Other institutions are also developing targeted programs to attract and retain young men, especially in fields where they are underrepresented:
- At Western Kentucky University, where only 38 percent of students were male in 2023, its Young Male Leadership Academy encourages high school boys to consider careers in education, with plans to expand into psychology.
- California’s community college system, where men made up 43.6 percent of enrollment in 2023 is home to A2MEND (African American Male Education Network and Development), an initiative with a robust support system for Black male students that offers scholarships, mentorship and spaces for connection.
- At Clemson University, the Call Me MISTER program, an initiative designed to increase the number of male teachers of color in the region, has expanded to several other colleges, including Western Carolina University, where only 41 percent of enrolled students were male as of 2023.
- CUNY’s Black Male Initiative supports underrepresented students — at a university where men represent 47.7 percent of the undergraduate population — through academic, economic, and wellness programming that creates pathways to fields like medicine, law, and justice.

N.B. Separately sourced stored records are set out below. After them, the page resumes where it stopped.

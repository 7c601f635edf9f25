//! The evaluation schema — the single source of truth shared by the Prompt
//! Builder, the Response Parser, and the Report Renderer.
//!
//! `EVALUATION_FIELDS` declares every field's JSON key, report heading, and
//! kind. The prompt's format directive is rendered from this table, the
//! parser validates against it, and the renderer orders sections by it, so
//! what is requested, what is accepted, and what is printed cannot drift.

use std::fmt::Write;

use serde::{Deserialize, Serialize};

/// How a schema field is typed in the JSON payload and treated in the report.
#[derive(Debug, Clone, Copy, PartialEq, Eq)]
pub enum FieldKind {
    /// Numeric score from 0 to 10. Rendered as a labeled line, not a section.
    Score,
    /// Free-text narrative. Rendered as a heading followed by body text.
    Narrative,
}

/// One declared field of the evaluation payload.
#[derive(Debug, Clone, Copy)]
pub struct FieldSpec {
    /// JSON key the model must emit and the parser requires.
    pub key: &'static str,
    /// Section heading used in the rendered report.
    pub heading: &'static str,
    pub kind: FieldKind,
}

/// Declared field order is rendering order.
pub const EVALUATION_FIELDS: &[FieldSpec] = &[
    FieldSpec {
        key: "performance_score",
        heading: "Performance Score",
        kind: FieldKind::Score,
    },
    FieldSpec {
        key: "overall_summary",
        heading: "Overall Summary",
        kind: FieldKind::Narrative,
    },
    FieldSpec {
        key: "technical_evaluation",
        heading: "Technical Evaluation",
        kind: FieldKind::Narrative,
    },
    FieldSpec {
        key: "non_technical_evaluation",
        heading: "Non-Technical Evaluation",
        kind: FieldKind::Narrative,
    },
    FieldSpec {
        key: "strengths_areas_for_improvement",
        heading: "Strengths & Areas for Improvement",
        kind: FieldKind::Narrative,
    },
    FieldSpec {
        key: "final_evaluation",
        heading: "Final Evaluation",
        kind: FieldKind::Narrative,
    },
    FieldSpec {
        key: "next_steps",
        heading: "Next Steps",
        kind: FieldKind::Narrative,
    },
];

/// The model's structured judgment. Produced once per run by the Response
/// Parser, consumed only by the Report Renderer.
#[derive(Debug, Clone, PartialEq, Serialize, Deserialize)]
pub struct EvaluationResult {
    pub performance_score: f64,
    pub overall_summary: String,
    pub technical_evaluation: String,
    pub non_technical_evaluation: String,
    pub strengths_areas_for_improvement: String,
    pub final_evaluation: String,
    pub next_steps: String,
}

impl EvaluationResult {
    /// Narrative sections as `(heading, body)` pairs in declared field order.
    pub fn sections(&self) -> Vec<(&'static str, &str)> {
        EVALUATION_FIELDS
            .iter()
            .filter(|f| f.kind == FieldKind::Narrative)
            .filter_map(|f| self.narrative(f.key).map(|body| (f.heading, body)))
            .collect()
    }

    fn narrative(&self, key: &str) -> Option<&str> {
        match key {
            "overall_summary" => Some(&self.overall_summary),
            "technical_evaluation" => Some(&self.technical_evaluation),
            "non_technical_evaluation" => Some(&self.non_technical_evaluation),
            "strengths_areas_for_improvement" => Some(&self.strengths_areas_for_improvement),
            "final_evaluation" => Some(&self.final_evaluation),
            "next_steps" => Some(&self.next_steps),
            _ => None,
        }
    }
}

/// Renders the machine-readable format directive appended to every prompt.
///
/// Generated mechanically from `EVALUATION_FIELDS`: adding a field to the
/// table changes the directive without touching this function.
pub fn format_directive() -> String {
    let mut out = String::from(
        "Respond with a single JSON object and nothing else. \
         Do not wrap the object in markdown code fences. \
         The object must contain exactly these fields:\n",
    );
    for field in EVALUATION_FIELDS {
        let ty = match field.kind {
            FieldKind::Score => "a number from 0 to 10",
            FieldKind::Narrative => "a string",
        };
        let _ = writeln!(out, "- \"{}\": {} ({})", field.key, ty, field.heading);
    }
    out
}

/// Fixture used across module tests.
#[cfg(test)]
pub fn sample_evaluation() -> EvaluationResult {
    EvaluationResult {
        performance_score: 8.0,
        overall_summary: "Strong candidate with solid fundamentals.".to_string(),
        technical_evaluation: "Good grasp of systems concepts.".to_string(),
        non_technical_evaluation: "Clear communicator.".to_string(),
        strengths_areas_for_improvement: "Strong debugging; improve estimation.".to_string(),
        final_evaluation: "Suitable for the role.".to_string(),
        next_steps: "Proceed to onsite.".to_string(),
    }
}
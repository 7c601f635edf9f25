//! Static font-metric tables for the two builtin report faces.
//!
//! Character widths are in em units (relative to font size), taken from the
//! standard Helvetica AFM tables (width / 1000). Builtin PDF fonts carry no
//! embedded metrics we can query at runtime, so the renderer wraps and
//! paginates from these tables instead.
//! Both tables cover ASCII 0x20..=0x7E (95 printable characters).
//! Index = (char as usize) - 32.

pub const PT_PER_MM: f32 = 72.0 / 25.4;

/// The two faces available in the report: Helvetica for body text,
/// Helvetica-Bold for the title, headings, and labels.
#[derive(Debug, Clone, Copy, PartialEq, Eq)]
pub enum FontFace {
    Regular,
    Bold,
}

/// Layout parameters for a report page (A4 portrait).
#[derive(Debug, Clone)]
pub struct PageConfig {
    pub width_mm: f32,
    pub height_mm: f32,
    pub margin_mm: f32,
    pub title_size_pt: f32,
    pub heading_size_pt: f32,
    pub body_size_pt: f32,
    /// Baseline-to-baseline distance as a multiple of font size.
    pub line_spacing: f32,
}

impl PageConfig {
    pub fn a4() -> Self {
        PageConfig {
            width_mm: 210.0,
            height_mm: 297.0,
            margin_mm: 20.0,
            title_size_pt: 18.0,
            heading_size_pt: 13.0,
            body_size_pt: 11.0,
            line_spacing: 1.4,
        }
    }

    /// Usable text width in points.
    pub fn text_width_pt(&self) -> f32 {
        (self.width_mm - 2.0 * self.margin_mm) * PT_PER_MM
    }

    /// Usable text width in em units at the given font size.
    pub fn text_width_em(&self, font_size_pt: f32) -> f32 {
        self.text_width_pt() / font_size_pt
    }

    /// Baseline advance in millimeters for the given font size.
    pub fn line_height_mm(&self, font_size_pt: f32) -> f32 {
        font_size_pt * self.line_spacing / PT_PER_MM
    }
}

/// Static character-width table for one face.
///
/// `widths[i]` = width of ASCII character `(i + 32)` in em units, covering
/// 0x20 (space) through 0x7E (~). Non-ASCII characters fall back to
/// `average_char_width`.
pub struct FontMetricTable {
    widths: [f32; 95],
    pub average_char_width: f32,
    pub space_width: f32,
}

impl FontMetricTable {
    /// Measures the rendered width of a string in em units.
    pub fn measure_str(&self, s: &str) -> f32 {
        s.chars()
            .map(|c| {
                let code = c as usize;
                if (32..=126).contains(&code) {
                    self.widths[code - 32]
                } else {
                    self.average_char_width
                }
            })
            .sum()
    }

    /// Measures the rendered width of a string in millimeters at a font size.
    pub fn measure_mm(&self, s: &str, font_size_pt: f32) -> f32 {
        self.measure_str(s) * font_size_pt / PT_PER_MM
    }

    /// Greedy word-wraps `s` to lines no wider than `max_width_em`.
    ///
    /// A single word wider than the limit gets a line of its own rather than
    /// being split mid-word.
    pub fn wrap_words(&self, s: &str, max_width_em: f32) -> Vec<String> {
        let mut lines = Vec::new();
        let mut current = String::new();
        let mut current_width = 0.0_f32;

        for word in s.split_whitespace() {
            let word_width = self.measure_str(word);
            if current.is_empty() {
                current.push_str(word);
                current_width = word_width;
            } else if current_width + self.space_width + word_width > max_width_em {
                lines.push(std::mem::take(&mut current));
                current.push_str(word);
                current_width = word_width;
            } else {
                current.push(' ');
                current.push_str(word);
                current_width += self.space_width + word_width;
            }
        }
        if !current.is_empty() {
            lines.push(current);
        }
        lines
    }
}

/// Helvetica (body text).
static HELVETICA_TABLE: FontMetricTable = FontMetricTable {
    #[rustfmt::skip]
    widths: [
        // sp     !      "      #      $      %      &      '      (      )      *      +      ,      -      .      /
        0.278, 0.278, 0.355, 0.556, 0.556, 0.889, 0.667, 0.191, 0.333, 0.333, 0.389, 0.584, 0.278, 0.333, 0.278, 0.278,
        // 0      1      2      3      4      5      6      7      8      9
        0.556, 0.556, 0.556, 0.556, 0.556, 0.556, 0.556, 0.556, 0.556, 0.556,
        // :      ;      <      =      >      ?      @
        0.278, 0.278, 0.584, 0.584, 0.584, 0.556, 1.015,
        // A      B      C      D      E      F      G      H      I      J      K      L      M
        0.667, 0.667, 0.722, 0.722, 0.667, 0.611, 0.778, 0.722, 0.278, 0.500, 0.667, 0.556, 0.833,
        // N      O      P      Q      R      S      T      U      V      W      X      Y      Z
        0.722, 0.778, 0.667, 0.778, 0.722, 0.667, 0.611, 0.722, 0.667, 0.944, 0.667, 0.667, 0.611,
        // [      \      ]      ^      _      `
        0.278, 0.278, 0.278, 0.469, 0.556, 0.333,
        // a      b      c      d      e      f      g      h      i      j      k      l      m
        0.556, 0.556, 0.500, 0.556, 0.556, 0.278, 0.556, 0.556, 0.222, 0.222, 0.500, 0.222, 0.833,
        // n      o      p      q      r      s      t      u      v      w      x      y      z
        0.556, 0.556, 0.556, 0.556, 0.333, 0.500, 0.278, 0.556, 0.500, 0.722, 0.500, 0.500, 0.500,
        // {      |      }      ~
        0.334, 0.260, 0.334, 0.584,
    ],
    average_char_width: 0.53,
    space_width: 0.278,
};

/// Helvetica-Bold (title, headings, labels).
static HELVETICA_BOLD_TABLE: FontMetricTable = FontMetricTable {
    #[rustfmt::skip]
    widths: [
        // sp     !      "      #      $      %      &      '      (      )      *      +      ,      -      .      /
        0.278, 0.333, 0.474, 0.556, 0.556, 0.889, 0.722, 0.238, 0.333, 0.333, 0.389, 0.584, 0.278, 0.333, 0.278, 0.278,
        // 0      1      2      3      4      5      6      7      8      9
        0.556, 0.556, 0.556, 0.556, 0.556, 0.556, 0.556, 0.556, 0.556, 0.556,
        // :      ;      <      =      >      ?      @
        0.333, 0.333, 0.584, 0.584, 0.584, 0.611, 0.975,
        // A      B      C      D      E      F      G      H      I      J      K      L      M
        0.722, 0.722, 0.722, 0.722, 0.667, 0.611, 0.778, 0.722, 0.278, 0.556, 0.722, 0.611, 0.833,
        // N      O      P      Q      R      S      T      U      V      W      X      Y      Z
        0.722, 0.778, 0.667, 0.778, 0.722, 0.667, 0.611, 0.722, 0.667, 0.944, 0.667, 0.667, 0.611,
        // [      \      ]      ^      _      `
        0.333, 0.278, 0.333, 0.584, 0.556, 0.333,
        // a      b      c      d      e      f      g      h      i      j      k      l      m
        0.556, 0.611, 0.556, 0.611, 0.556, 0.333, 0.611, 0.611, 0.278, 0.278, 0.556, 0.278, 0.889,
        // n      o      p      q      r      s      t      u      v      w      x      y      z
        0.611, 0.611, 0.611, 0.611, 0.389, 0.556, 0.333, 0.611, 0.556, 0.778, 0.556, 0.556, 0.500,
        // {      |      }      ~
        0.389, 0.280, 0.389, 0.584,
    ],
    average_char_width: 0.56,
    space_width: 0.278,
};

/// Returns the static metric table for a face.
pub fn metrics(face: FontFace) -> &'static FontMetricTable {
    match face {
        FontFace::Regular => &HELVETICA_TABLE,
        FontFace::Bold => &HELVETICA_BOLD_TABLE,
    }
}

#[cfg(test)]
mod tests {
    use super::*;

    #[test]
    fn test_measure_str_empty_returns_zero() {
        assert_eq!(metrics(FontFace::Regular).measure_str(""), 0.0);
    }

    #[test]
    fn test_measure_str_single_space() {
        let width = metrics(FontFace::Regular).measure_str(" ");
        assert!((width - 0.278).abs() < 1e-4, "space should be 0.278 em, got {width}");
    }

    #[test]
    fn test_measure_str_known_word() {
        // "Rust" = R(0.722) + u(0.556) + s(0.500) + t(0.278) = 2.056
        let width = metrics(FontFace::Regular).measure_str("Rust");
        assert!((width - 2.056).abs() < 1e-3, "Rust should be 2.056 em, got {width}");
    }

    #[test]
    fn test_non_ascii_falls_back_to_average() {
        let table = metrics(FontFace::Regular);
        let width = table.measure_str("é");
        assert!((width - table.average_char_width).abs() < 1e-4);
    }

    #[test]
    fn test_bold_face_is_wider() {
        let text = "Interview Evaluation";
        assert!(
            metrics(FontFace::Bold).measure_str(text) > metrics(FontFace::Regular).measure_str(text)
        );
    }

    #[test]
    fn test_wrap_words_respects_width() {
        let table = metrics(FontFace::Regular);
        let config = PageConfig::a4();
        let max = config.text_width_em(config.body_size_pt);
        let text = "The candidate demonstrated a thorough understanding of ownership, \
                    borrowing, and lifetimes, and reasoned clearly about concurrency \
                    trade-offs under interviewer pressure throughout the session.";
        let lines = table.wrap_words(text, max);
        assert!(lines.len() > 1, "long text should wrap");
        for line in &lines {
            assert!(
                table.measure_str(line) <= max,
                "wrapped line exceeds width: {line}"
            );
        }
    }

    #[test]
    fn test_wrap_words_preserves_all_words() {
        let table = metrics(FontFace::Regular);
        let text = "one two three four five six seven eight nine ten";
        let lines = table.wrap_words(text, 3.0);
        let rejoined = lines.join(" ");
        assert_eq!(rejoined, text);
    }

    #[test]
    fn test_wrap_words_empty_input_yields_no_lines() {
        let table = metrics(FontFace::Regular);
        assert!(table.wrap_words("   ", 10.0).is_empty());
    }

    #[test]
    fn test_oversized_word_gets_own_line() {
        let table = metrics(FontFace::Regular);
        let lines = table.wrap_words("a incomprehensibilities b", 2.0);
        assert_eq!(lines.len(), 3);
        assert_eq!(lines[1], "incomprehensibilities");
    }

    #[test]
    fn test_page_config_a4_sanity() {
        let config = PageConfig::a4();
        // 170 mm of usable width is about 482 pt, about 43.8 em at 11 pt
        let em = config.text_width_em(config.body_size_pt);
        assert!(em > 40.0 && em < 50.0, "unexpected text width: {em} em");
        assert!(config.line_height_mm(11.0) > 5.0);
    }
}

At Berea College in Kentucky, which has seen a sharp decline in male enrollment — down to 41 percent of enrolled students as of 2023 — efforts are focused on recruiting and retaining Appalachian men, addressing cultural perceptions around masculinity and higher education.
These examples reflect a growing acknowledgment that reaching male students — particularly those from underserved or marginalized backgrounds — requires outreach, support and tailored messaging. TikTok’s male student influencers can tell you all about scholarships, salaries and why campus life is better when you’re a part of it. Montana’s email campaigns include pushing outdoor adventure and careers in conservation; their most successful social media campaigns have been geared toward veterans and military-affiliated students, populations trending heavily male.
At the University of Vermont, marketing messages and materials center on entrepreneurship, global engagement, international opportunities, career outcomes, professional development, and a vibrant school spirit — topics that, as Jay Jacobs notes, elevate messaging across the board without alienating women.
Recruiting is not a zero-sum game, says university administrators Jacobs and Nolin, invoking Richard Reeves and his notions of gender equality. Championing men in higher ed doesn’t mean turning back the clock on gender progress. It means moving forward, together.